Authority E2E Execution Notes

  • Recommended single-entry CLI:

    • python3 scripts/mlgg.py <command> [command-args]
    • Examples:
      • python3 scripts/mlgg.py init --project-root /tmp/mlgg_demo
      • python3 scripts/mlgg.py train --interactive
      • python3 scripts/mlgg.py interactive --command workflow --profile-name demo --save-profile
      • python3 scripts/mlgg.py workflow --request /tmp/mlgg_demo/configs/request.json --strict --allow-missing-compare
      • python3 scripts/mlgg.py authority --include-stress-cases
      • python3 scripts/mlgg.py benchmark-suite --profile release (recommended multi-dataset stability verdict)
      • python3 scripts/mlgg.py benchmark-suite --profile release --repeat 3 --registry-file references/benchmark-registry.json
      • python3 scripts/mlgg.py authority-release (recommended release stress path)
      • python3 scripts/mlgg.py authority-research-heart --stress-seed-min 20250003 --stress-seed-max 20250060 (research/high-pressure mode)
      • preset wrappers are fixed-route; conflicting route flags are rejected fail-closed
      • add --error-json for machine-readable failures (contract_version=mlgg_error.v1)
  • New-user order of operations:

    • init -> place split CSVs -> train (emit required evidence artifacts) -> workflow --strict --allow-missing-compare.
    • Follow-up reproducible runs should pass --compare-manifest <project>/evidence/manifest_baseline.bootstrap.json.
  • Interactive wizard defaults:

    • Supports init/workflow/train/authority.
    • Preview command before execution, then require one confirm step.
    • Train wizard defaults --include-optional-models to off; enable manually only when optional backends are installed.
    • Train wizard defaults --n-jobs to 1 for cross-platform stability; increase manually for multi-core runs.
    • Train wizard default artifact outputs are auto-scoped to split project base (<project>/evidence) inferred from train split path.
    • Train wizard emits --external-validation-report-out only when external_cohort_spec is provided.
    • Train wizard emits --feature-engineering-report-out only when feature_group_spec is provided.
    • Profile reuse:
      • --profile-name <name> --save-profile
      • --profile-name <name> --load-profile
      • --accept-defaults for non-blocking execution with defaults/profile values
    • Profile path defaults to ~/.mlgg/profiles (override with --profile-dir).
    • For workflow wizard, --strict is always injected and cannot be bypassed by interactive mode.
    • Workflow wizard first-run default enables --allow-missing-compare when no baseline manifest is provided/found.
    • Workflow wizard now auto-suggests evidence output under request project base (<project>/evidence when request is under configs/).
    • Authority wizard now defaults to release-grade stress path (--include-stress-cases --stress-case-id uci-chronic-kidney-disease);
      selecting uci-heart-disease is treated as advanced research/high-pressure mode.
  • Use isolated output paths in concurrent runs:

    • --summary-file
    • --stress-seed-cache-file
    • --stress-selection-file
  • Optional benchmark case switches:

    • --include-ckd-case (UCI Chronic Kidney Disease)
    • --include-large-cases (Diabetes130 large-cohort path)
    • --diabetes-target-mode {lt30,gt30,any} and --diabetes-max-rows
  • Stress dataset selection:

    • --stress-case-id {uci-diabetes-130-readmission,uci-heart-disease,uci-chronic-kidney-disease,uci-breast-cancer-wdbc}
    • default is uci-chronic-kidney-disease (most stable publication-grade stress path in current benchmark set)
  • Release benchmark blocking suites are authority_release_core + adversarial_fail_closed; authority_release_extended (Diabetes130) is kept as observational/non-blocking in release profile.

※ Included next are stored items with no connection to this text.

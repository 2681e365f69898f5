// Copyright (c) 2025 woxQAQ
//
// Licensed under the MIT License or Apache License 2.0
// See LICENSE files for details

//! # Raw catalog rows
//!
//! Rows as returned by a [`MetadataSource`](crate::MetadataSource) before any
//! normalization. Field meaning follows the usual catalog layout: `table_cat`
//! is the catalog (a database on MySQL), `table_schem` the schema.

use serde::{Deserialize, Serialize};

use dbfixture_types::Nullable;

/// Namespace fields every catalog row carries
pub trait CatalogRow {
    fn table_cat(&self) -> Option<&str>;
    fn table_schem(&self) -> Option<&str>;
    fn table_name(&self) -> &str;
}

/// One row of a column catalog query
#[derive(Debug, Clone, PartialEq, Eq, Default, Serialize, Deserialize)]
#[serde(default)]
pub struct ColumnRow {
    pub table_cat: Option<String>,
    pub table_schem: Option<String>,
    pub table_name: String,
    pub column_name: String,
    /// Engine type name, possibly with parameters (`varchar(255)`)
    pub type_name: String,
    pub column_size: Option<u32>,
    pub nullable: Nullable,
    pub column_def: Option<String>,
    pub remarks: Option<String>,
    pub is_autoincrement: Option<bool>,
}

/// One row of a table catalog query
#[derive(Debug, Clone, PartialEq, Eq, Default, Serialize, Deserialize)]
#[serde(default)]
pub struct TableRow {
    pub table_cat: Option<String>,
    pub table_schem: Option<String>,
    pub table_name: String,
    pub table_type: String,
}

/// One row of a primary key catalog query
#[derive(Debug, Clone, PartialEq, Eq, Default, Serialize, Deserialize)]
#[serde(default)]
pub struct PrimaryKeyRow {
    pub table_cat: Option<String>,
    pub table_schem: Option<String>,
    pub table_name: String,
    pub column_name: String,
    /// 1-based position of the column within the key
    pub key_seq: i32,
}

macro_rules! impl_catalog_row {
    ($($row:ty),*) => {
        $(
            impl CatalogRow for $row {
                fn table_cat(&self) -> Option<&str> {
                    self.table_cat.as_deref()
                }

                fn table_schem(&self) -> Option<&str> {
                    self.table_schem.as_deref()
                }

                fn table_name(&self) -> &str {
                    &self.table_name
                }
            }
        )*
    };
}

impl_catalog_row!(ColumnRow, TableRow, PrimaryKeyRow);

  • Non-blocking authority failures are summarized as observational_diagnostics in matrix report and written to *.observational_diagnostics.json sidecar.

  • Case-specific training configuration is enabled in authority E2E:

    • larger cohorts (e.g., Diabetes130) use expanded model pool (includes xgboost when installed), higher max-trials-per-family, and multi-core --n-jobs.
  • Use --run-tag to bind all generated stress artifacts to a unique execution token.

  • Stress seed-search profile bundles are selected with --stress-profile-set (default strict_v1).

  • --stress-seed-search applies only to --stress-case-id uci-heart-disease; other stress cases run without seed search.

  • CI coverage:

    • .github/workflows/ci-smoke.yml (push/PR/workflow_dispatch)
    • .github/workflows/ci-full.yml (nightly/workflow_dispatch release blocking benchmark-suite)
    • .github/workflows/ci-extended.yml (weekly/workflow_dispatch extended observational benchmark-suite)
  • Optional diabetes feasibility auto-scan on failure:

    • --auto-scan-diabetes-feasibility
    • --diabetes-feasibility-target-modes
    • --diabetes-feasibility-max-rows-options
    • --diabetes-feasibility-summary-dir
    • --diabetes-feasibility-report-file
  • Summary rows now include strict-pipeline root-cause fields for failed cases:

    • root_failure_code_primary
    • root_failure_codes
    • failed_steps
  • Summary rows now also include clinical_floor_gap_summary with internal/external floor margins
    (observed - required_min) for sensitivity/npv/specificity/ppv.

  • stress_seed_search_report v2 contract requires:

    • contract_version
    • run_tag
    • policy_sha256
    • search_profile_set
    • selected_profile
    • dataset_fingerprint
    • code_revision_hint

Deep Review Fix Log

Session 1 (Fixes applied to request_contract_gate.py, train_select_evaluate.py)

Fix 1 — request_contract_gate.py: wrong error code in validate_feature_engineering_report_shape

  • The except block for JSON parse failure used feature_group_spec_missing_or_invalid instead of feature_engineering_report_invalid.
  • Fixed: error code now correctly reflects feature_engineering_report_invalid.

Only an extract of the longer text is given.